Нетрудно было понять, кем представились Иоанну в предсмертную минуту эти беснующиеся фигуры в масках. Он на мгновение слегка распрямлялся и тихо опускался на подушки, чтобы никогда больше не встать. Тут это своеобразное впечатление прозрачности Грозного — Чехова становилось особенно сильным. Легкая, пустая скорлупа, опустошенная оболочка. Безмолвное, затихшее ничто.

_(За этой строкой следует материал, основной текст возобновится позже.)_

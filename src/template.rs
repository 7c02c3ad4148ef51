//! Template store backed by minijinja.
//!
//! Templates are looked up by view name (`IndexWidgetsView`,
//! `SiteLayout`, ...). A directory store reads every `<name>.<ext>` file
//! at startup; sources never change afterwards. Each `process` call builds
//! a throwaway `minijinja::Environment`, so the store itself holds no
//! render state and is shared freely across coroutines.

use std::collections::HashMap;
use std::fs;
use std::path::{Path, PathBuf};
use std::sync::Arc;

use minijinja::Environment;
use serde_json::Value;
use tracing::{debug, info};

use crate::error::{ConfigError, DispatchError};

pub const DEFAULT_TEMPLATE_EXTENSION: &str = "html";

/// A loaded template handle. Cheap to clone; dropped after the render.
#[derive(Debug, Clone, PartialEq, Eq)]
pub struct TemplateResource {
    pub name: String,
    pub source: Arc<str>,
}

/// Where views get their templates from.
pub trait TemplateStore: Send + Sync {
    fn load_template(&self, view_name: &str) -> Result<TemplateResource, DispatchError>;

    /// Render `resource` against `data`. Must not mutate `data`.
    fn process(&self, resource: &TemplateResource, data: &Value) -> Result<Vec<u8>, DispatchError>;

    /// Names this store can serve, used to register views at startup.
    fn template_names(&self) -> Vec<String> {
        Vec::new()
    }

    fn has_template(&self, view_name: &str) -> bool {
        self.load_template(view_name).is_ok()
    }
}

/// In-memory map of template sources rendered with minijinja.
#[derive(Debug, Default, Clone)]
pub struct MiniJinjaStore {
    sources: HashMap<String, Arc<str>>,
    escape_html: bool,
}

impl MiniJinjaStore {
    #[must_use]
    pub fn new() -> Self {
        Self::default()
    }

    /// Load every `*.<extension>` file in `dir`; the file stem becomes the
    /// template name. `html` stores escape interpolated values.
    pub fn from_dir(dir: impl AsRef<Path>, extension: &str) -> Result<Self, ConfigError> {
        let dir = dir.as_ref();
        let io_err = |source| ConfigError::Io {
            path: dir.display().to_string(),
            source,
        };
        let mut store = Self {
            sources: HashMap::new(),
            escape_html: extension.eq_ignore_ascii_case("html"),
        };
        for entry in fs::read_dir(dir).map_err(io_err)? {
            let path: PathBuf = entry.map_err(io_err)?.path();
            if !path.is_file() || path.extension().and_then(|e| e.to_str()) != Some(extension) {
                continue;
            }
            let Some(stem) = path.file_stem().and_then(|s| s.to_str()) else {
                continue;
            };
            let source = fs::read_to_string(&path).map_err(|source| ConfigError::Io {
                path: path.display().to_string(),
                source,
            })?;
            debug!(template = %stem, path = %path.display(), "Loaded template");
            store.sources.insert(stem.to_string(), Arc::from(source));
        }
        info!(dir = %dir.display(), count = store.sources.len(), "Template store ready");
        Ok(store)
    }

    pub fn from_sources<I, K, V>(sources: I) -> Self
    where
        I: IntoIterator<Item = (K, V)>,
        K: Into<String>,
        V: AsRef<str>,
    {
        Self {
            sources: sources
                .into_iter()
                .map(|(k, v)| (k.into(), Arc::from(v.as_ref())))
                .collect(),
            escape_html: false,
        }
    }

    #[must_use]
    pub fn with_html_escaping(mut self) -> Self {
        self.escape_html = true;
        self
    }

    pub fn insert(&mut self, name: impl Into<String>, source: impl AsRef<str>) {
        self.sources.insert(name.into(), Arc::from(source.as_ref()));
    }

    #[must_use]
    pub fn len(&self) -> usize {
        self.sources.len()
    }

    #[must_use]
    pub fn is_empty(&self) -> bool {
        self.sources.is_empty()
    }
}

impl TemplateStore for MiniJinjaStore {
    fn load_template(&self, view_name: &str) -> Result<TemplateResource, DispatchError> {
        self.sources
            .get(view_name)
            .map(|source| TemplateResource {
                name: view_name.to_string(),
                source: Arc::clone(source),
            })
            .ok_or_else(|| DispatchError::template_not_found(view_name))
    }

    fn process(&self, resource: &TemplateResource, data: &Value) -> Result<Vec<u8>, DispatchError> {
        // minijinja picks auto-escaping from the template name's extension
        let name = if self.escape_html { "view.html" } else { "view" };
        let mut env = Environment::new();
        env.add_template(name, &resource.source).map_err(|e| {
            DispatchError::configuration(format!("template '{}' failed to compile: {e}", resource.name))
        })?;
        let tmpl = env.get_template(name).map_err(|e| {
            DispatchError::configuration(format!("template '{}' missing after compile: {e}", resource.name))
        })?;
        let rendered = tmpl.render(data).map_err(|e| {
            DispatchError::configuration(format!("template '{}' failed to render: {e}", resource.name))
        })?;
        Ok(rendered.into_bytes())
    }

    fn template_names(&self) -> Vec<String> {
        let mut names: Vec<String> = self.sources.keys().cloned().collect();
        names.sort();
        names
    }

    fn has_template(&self, view_name: &str) -> bool {
        self.sources.contains_key(view_name)
    }
}

#[cfg(test)]
mod tests {
    use super::*;
    use serde_json::json;

    #[test]
    fn renders_against_data() {
        let store = MiniJinjaStore::from_sources([("Hello", "<h1>Hello {{ name }}!</h1>")]);
        let res = store.load_template("Hello").unwrap();
        let out = store.process(&res, &json!({ "name": "World" })).unwrap();
        assert_eq!(String::from_utf8(out).unwrap(), "<h1>Hello World!</h1>");
    }

    #[test]
    fn missing_template_is_template_not_found() {
        let store = MiniJinjaStore::new();
        let err = store.load_template("Nope").unwrap_err();
        assert!(matches!(err, DispatchError::TemplateNotFound { .. }));
    }

    #[test]
    fn escaping_follows_store_setting() {
        let data = json!({ "v": "<b>" });
        let plain = MiniJinjaStore::from_sources([("T", "{{ v }}")]);
        let res = plain.load_template("T").unwrap();
        assert_eq!(plain.process(&res, &data).unwrap(), b"<b>");

        let escaped = plain.clone().with_html_escaping();
        assert_eq!(escaped.process(&res, &data).unwrap(), b"&lt;b&gt;");
    }

    #[test]
    fn broken_template_is_a_configuration_error() {
        let store = MiniJinjaStore::from_sources([("Bad", "{% if %}")]);
        let res = store.load_template("Bad").unwrap();
        let err = store.process(&res, &json!({})).unwrap_err();
        assert_eq!(err.kind(), "ConfigurationError");
    }

    #[test]
    fn directory_store_uses_file_stems() {
        let dir = tempfile::tempdir().unwrap();
        fs::write(dir.path().join("IndexWidgetsView.html"), "{{ count }} widgets").unwrap();
        fs::write(dir.path().join("notes.txt"), "ignored").unwrap();
        let store = MiniJinjaStore::from_dir(dir.path(), "html").unwrap();
        assert_eq!(store.template_names(), vec!["IndexWidgetsView".to_string()]);
        let res = store.load_template("IndexWidgetsView").unwrap();
        assert_eq!(store.process(&res, &json!({ "count": 3 })).unwrap(), b"3 widgets");
    }
}
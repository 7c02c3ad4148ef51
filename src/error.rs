//! Error taxonomy for the dispatch pipeline.
//!
//! Every failure the pipeline can observe after the pre-phase is a
//! [`DispatchError`]; the dispatcher converts it into a terminal
//! [`Response`] with [`DispatchError::into_response`] so the transport always
//! receives exactly one response per request.

use serde_json::json;

use crate::response::Response;

/// Status used for dispatches abandoned because the client went away.
pub const STATUS_CLIENT_CLOSED: u16 = 499;

/// Failures raised while resolving, invoking or rendering an action.
#[derive(Debug, thiserror::Error)]
pub enum DispatchError {
    /// No handler answers the request: unknown explicit name, unmapped verb,
    /// a resolved action the controller does not implement, or a component
    /// that stopped the chain.
    #[error("not found: {reason}")]
    NotFound { reason: String },

    /// A view was selected but the template store has nothing for it.
    #[error("template not found for view '{view}'")]
    TemplateNotFound { view: String },

    /// The action itself failed (returned an error or panicked).
    #[error("action '{action}' failed: {source}")]
    Handler {
        action: String,
        #[source]
        source: anyhow::Error,
    },

    /// The controller asked for something that cannot exist, e.g. an init
    /// hook selecting a view that was never registered.
    #[error("configuration error: {0}")]
    Configuration(String),

    /// Cancellation was observed at a stage boundary.
    #[error("dispatch cancelled")]
    Cancelled,
}

impl DispatchError {
    pub fn not_found(reason: impl Into<String>) -> Self {
        DispatchError::NotFound {
            reason: reason.into(),
        }
    }

    pub fn template_not_found(view: impl Into<String>) -> Self {
        DispatchError::TemplateNotFound { view: view.into() }
    }

    pub fn configuration(message: impl Into<String>) -> Self {
        DispatchError::Configuration(message.into())
    }

    /// Wrap an action failure. Errors that already carry a `DispatchError`
    /// (for example an action returning `Err(DispatchError::not_found(..))`)
    /// keep their own classification.
    pub fn handler(action: impl Into<String>, source: anyhow::Error) -> Self {
        match source.downcast::<DispatchError>() {
            Ok(inner) => inner,
            Err(source) => DispatchError::Handler {
                action: action.into(),
                source,
            },
        }
    }

    #[must_use]
    pub fn status(&self) -> u16 {
        match self {
            DispatchError::NotFound { .. } => 404,
            DispatchError::TemplateNotFound { .. } => 500,
            DispatchError::Handler { .. } => 500,
            DispatchError::Configuration(_) => 500,
            DispatchError::Cancelled => STATUS_CLIENT_CLOSED,
        }
    }

    /// Short machine-readable class name used in error bodies and logs.
    #[must_use]
    pub fn kind(&self) -> &'static str {
        match self {
            DispatchError::NotFound { .. } => "NotFound",
            DispatchError::TemplateNotFound { .. } => "TemplateNotFound",
            DispatchError::Handler { .. } => "HandlerError",
            DispatchError::Configuration(_) => "ConfigurationError",
            DispatchError::Cancelled => "Cancelled",
        }
    }

    /// Terminal response for this failure.
    #[must_use]
    pub fn into_response(self) -> Response {
        let status = self.status();
        Response::json(
            status,
            json!({
                "error": self.kind(),
                "message": self.to_string(),
            }),
        )
    }
}

/// Startup-time failures: building controllers, mounting them, or loading
/// configuration. These never occur while serving.
#[derive(Debug, thiserror::Error)]
pub enum ConfigError {
    #[error("controller '{controller}' declares component '{component}' which is not registered")]
    UnknownComponent {
        controller: String,
        component: String,
    },

    #[error("settings given for component '{component}' which controller '{controller}' does not use")]
    UnusedComponentSettings {
        controller: String,
        component: String,
    },

    #[error("mount point '{0}' is already taken")]
    DuplicateMount(String),

    #[error("action '{action}' registered twice on controller '{controller}'")]
    DuplicateAction { controller: String, action: String },

    #[error("controller '{controller}' registers init hook '{hook}' for an action it does not declare")]
    UnknownInitHook { controller: String, hook: String },

    #[error("view '{0}' is referenced by configuration but not registered")]
    UnknownView(String),

    #[error("invalid name '{0}': names must be non-empty and contain no '/'")]
    InvalidName(String),

    #[error("failed to read config file {path}: {source}")]
    Io {
        path: String,
        #[source]
        source: std::io::Error,
    },

    #[error("failed to parse config file {path}: {source}")]
    Parse {
        path: String,
        #[source]
        source: serde_yaml::Error,
    },
}
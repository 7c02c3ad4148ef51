//! Inbound request value object.
//!
//! A [`Request`] is built once by the transport (or a test), routed by the
//! mount table, and then handed to the dispatcher. Nothing in the pipeline
//! can mutate it: components and hooks only ever see `&Request`.

use http::Method;
use serde_json::{Map, Value};
use smallvec::SmallVec;
use std::sync::atomic::{AtomicBool, Ordering};
use std::sync::Arc;

use crate::ids::RequestId;
use crate::response::HeaderVec;

/// Maximum inline parameters before heap allocation
pub const MAX_INLINE_PARAMS: usize = 8;

/// Query + form parameters. Keys are unique; later writes replace earlier ones.
pub type ParamVec = SmallVec<[(Arc<str>, String); MAX_INLINE_PARAMS]>;

/// Path segments beyond the mount point.
pub type SegmentVec = SmallVec<[String; 4]>;

/// Caller-supplied cancellation flag.
///
/// Whoever holds a clone (an embedding transport, a deadline watcher, the
/// action itself) may flip it. The dispatcher checks it between pipeline
/// stages and abandons the request at the next boundary. The bundled
/// `may_minihttp` transport never cancels on its own.
#[derive(Debug, Clone, Default)]
pub struct CancelToken(Arc<AtomicBool>);

impl CancelToken {
    #[must_use]
    pub fn new() -> Self {
        Self::default()
    }

    pub fn cancel(&self) {
        self.0.store(true, Ordering::Release);
    }

    #[must_use]
    pub fn is_cancelled(&self) -> bool {
        self.0.load(Ordering::Acquire)
    }
}

/// Opaque per-request metadata.
#[derive(Debug, Clone, Default)]
pub struct RequestMeta {
    pub request_id: RequestId,
    /// Headers in arrival order, names as received
    pub headers: HeaderVec,
    pub cookies: HeaderVec,
    pub cancel: CancelToken,
    /// Free-form values attached by the transport (peer address, etc.)
    pub extensions: Map<String, Value>,
}

#[derive(Debug, Clone)]
pub struct Request {
    method: Method,
    path: String,
    mount: String,
    segments: SegmentVec,
    params: ParamVec,
    body: Option<Value>,
    meta: RequestMeta,
}

impl Request {
    pub fn builder(method: Method, path: impl Into<String>) -> RequestBuilder {
        RequestBuilder::new(method, path)
    }

    #[must_use]
    pub fn method(&self) -> &Method {
        &self.method
    }

    /// Full request path without the query string.
    #[must_use]
    pub fn path(&self) -> &str {
        &self.path
    }

    /// Mount point the request was routed under (empty until routed).
    #[must_use]
    pub fn mount(&self) -> &str {
        &self.mount
    }

    #[must_use]
    pub fn segments(&self) -> &[String] {
        &self.segments
    }

    #[must_use]
    pub fn first_segment(&self) -> Option<&str> {
        self.segments.first().map(String::as_str)
    }

    #[must_use]
    pub fn params(&self) -> &ParamVec {
        &self.params
    }

    #[inline]
    #[must_use]
    pub fn param(&self, name: &str) -> Option<&str> {
        self.params
            .iter()
            .find(|(k, _)| k.as_ref() == name)
            .map(|(_, v)| v.as_str())
    }

    #[must_use]
    pub fn body(&self) -> Option<&Value> {
        self.body.as_ref()
    }

    #[must_use]
    pub fn meta(&self) -> &RequestMeta {
        &self.meta
    }

    #[must_use]
    pub fn request_id(&self) -> RequestId {
        self.meta.request_id
    }

    /// Header lookup, case-insensitive per RFC 7230.
    #[inline]
    #[must_use]
    pub fn header(&self, name: &str) -> Option<&str> {
        self.meta
            .headers
            .iter()
            .find(|(k, _)| k.eq_ignore_ascii_case(name))
            .map(|(_, v)| v.as_str())
    }

    #[must_use]
    pub fn cookie(&self, name: &str) -> Option<&str> {
        self.meta
            .cookies
            .iter()
            .find(|(k, _)| k.as_ref() == name)
            .map(|(_, v)| v.as_str())
    }

    #[must_use]
    pub fn is_cancelled(&self) -> bool {
        self.meta.cancel.is_cancelled()
    }

    /// Attach routing results. Called by the mount table before dispatch;
    /// the request is treated as frozen from then on.
    #[must_use]
    pub fn routed(mut self, mount: &str, segments: SegmentVec) -> Self {
        self.mount = mount.to_string();
        self.segments = segments;
        self
    }
}

/// Split a path remainder into percent-decoded, non-empty segments.
#[must_use]
pub fn split_segments(remainder: &str) -> SegmentVec {
    remainder
        .split('/')
        .filter(|s| !s.is_empty())
        .map(|s| {
            urlencoding::decode(s)
                .map(|c| c.into_owned())
                .unwrap_or_else(|_| s.to_string())
        })
        .collect()
}

pub struct RequestBuilder {
    method: Method,
    path: String,
    mount: String,
    segments: SegmentVec,
    params: ParamVec,
    body: Option<Value>,
    meta: RequestMeta,
}

impl RequestBuilder {
    fn new(method: Method, path: impl Into<String>) -> Self {
        Self {
            method,
            path: path.into(),
            mount: String::new(),
            segments: SegmentVec::new(),
            params: ParamVec::new(),
            body: None,
            meta: RequestMeta::default(),
        }
    }

    /// Pre-routed segments, for callers that bypass the mount table.
    #[must_use]
    pub fn segments<I, S>(mut self, segments: I) -> Self
    where
        I: IntoIterator<Item = S>,
        S: Into<String>,
    {
        self.segments = segments.into_iter().map(Into::into).collect();
        self
    }

    #[must_use]
    pub fn mount(mut self, mount: impl Into<String>) -> Self {
        self.mount = mount.into();
        self
    }

    #[must_use]
    pub fn param(mut self, name: &str, value: impl Into<String>) -> Self {
        let value = value.into();
        match self.params.iter_mut().find(|(k, _)| k.as_ref() == name) {
            Some(slot) => slot.1 = value,
            None => self.params.push((Arc::from(name), value)),
        }
        self
    }

    #[must_use]
    pub fn params<I, K, V>(mut self, params: I) -> Self
    where
        I: IntoIterator<Item = (K, V)>,
        K: AsRef<str>,
        V: Into<String>,
    {
        for (k, v) in params {
            self = self.param(k.as_ref(), v);
        }
        self
    }

    #[must_use]
    pub fn header(mut self, name: &str, value: impl Into<String>) -> Self {
        self.meta.headers.push((Arc::from(name), value.into()));
        self
    }

    #[must_use]
    pub fn cookie(mut self, name: &str, value: impl Into<String>) -> Self {
        self.meta.cookies.push((Arc::from(name), value.into()));
        self
    }

    #[must_use]
    pub fn body(mut self, body: Value) -> Self {
        self.body = Some(body);
        self
    }

    #[must_use]
    pub fn request_id(mut self, id: RequestId) -> Self {
        self.meta.request_id = id;
        self
    }

    #[must_use]
    pub fn cancel_token(mut self, token: CancelToken) -> Self {
        self.meta.cancel = token;
        self
    }

    #[must_use]
    pub fn extension(mut self, key: &str, value: Value) -> Self {
        self.meta.extensions.insert(key.to_string(), value);
        self
    }

    #[must_use]
    pub fn build(self) -> Request {
        Request {
            method: self.method,
            path: self.path,
            mount: self.mount,
            segments: self.segments,
            params: self.params,
            body: self.body,
            meta: self.meta,
        }
    }
}

#[cfg(test)]
mod tests {
    use super::*;

    #[test]
    fn segments_are_decoded_and_empty_ones_dropped() {
        let segs = split_segments("/42//blue%20widget/");
        assert_eq!(segs.as_slice(), ["42", "blue widget"]);
    }

    #[test]
    fn duplicate_params_keep_last_value() {
        let req = Request::builder(Method::GET, "/w")
            .param("limit", "10")
            .param("limit", "20")
            .build();
        assert_eq!(req.params().len(), 1);
        assert_eq!(req.param("limit"), Some("20"));
    }

    #[test]
    fn header_lookup_ignores_case() {
        let req = Request::builder(Method::GET, "/w")
            .header("Authorization", "token")
            .build();
        assert_eq!(req.header("authorization"), Some("token"));
    }

    #[test]
    fn cancel_token_is_shared() {
        let token = CancelToken::new();
        let req = Request::builder(Method::GET, "/w")
            .cancel_token(token.clone())
            .build();
        assert!(!req.is_cancelled());
        token.cancel();
        assert!(req.is_cancelled());
    }
}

Но в резком движении Бориса, задергивающего полог царской постели, в его громком, властном объявлении народу о смерти Грозного, в его немедленной расправе с неугодными боярами и, может быть, больше всего в том, как, беспомощно прижавшись к Борису, рыдает у него на груди Федор, — во всем этом тотчас же начинало действовать наследие Иоанна. Вновь как бы вставал Грозный — Чехов со всей его жестокостью и роковыми ошибками, честолюбивыми порывами и яростной злобой, с его беспредельным своевластием тирана и непреодолимым страхом перед будущим.
Финальная картина производила такое сильное впечатление необычайной изнуренностью Грозного, что даже у меня, режиссера спектакля, невольно возникал вопрос:
— Не устаете ли вы, Михаил Александрович, очень сильно к последней сцене?
— Наоборот, — весело отвечал Чехов, — я перед каждой картиной успеваю чудесно отдохнуть... Никогда не встречал роли, построенной так удобно для актера!
Не менее удивительным было то спокойствие, с которым Чехов делал эту роль. Обычно, как я уже рассказывал, репетиции Михаила Александровича характеризовались различными творческими трудностями. На этот раз бурная, предельно темпераментная внутренняя линия Грозного рождалась как бы без всякого усилия, поразительно легко, словно на моих глазах волшебно быстро вырастало необыкновенное растение. Этот рост роли был спокойным, гармоничным, музыкальным. И именно во внутренней музыкальности, пронизывавшей роль на всех репетициях и на каждом спектакле, была заключена, по-моему, разгадка многих тайн этой работы, занимающей совсем особое место среди других сценических образов Михаила Александровича. Именно поэтому Грозных! Чехова был полностью свободен от натурализма. Именно поэтому так убедительны и легки были переходы между резко контрастными фрагментами роли. Каждый из них превращался в музыкальную тему, сыгранную Чеховым широко, свободно и мощно.
Заканчивая свой «Проект постановки», А. К. Толстой часто прибегает к музыкальным сравнениям и особенно подчеркивает: «Иоанн в трагедии то же, что бас в симфонии. Он так же камертон, но которому строятся все инструменты. Наши первостатейные художники поступят благородно и благоразумно, если будут всеми силами помогать играющим с ними достигнуть до возможной для них высоты».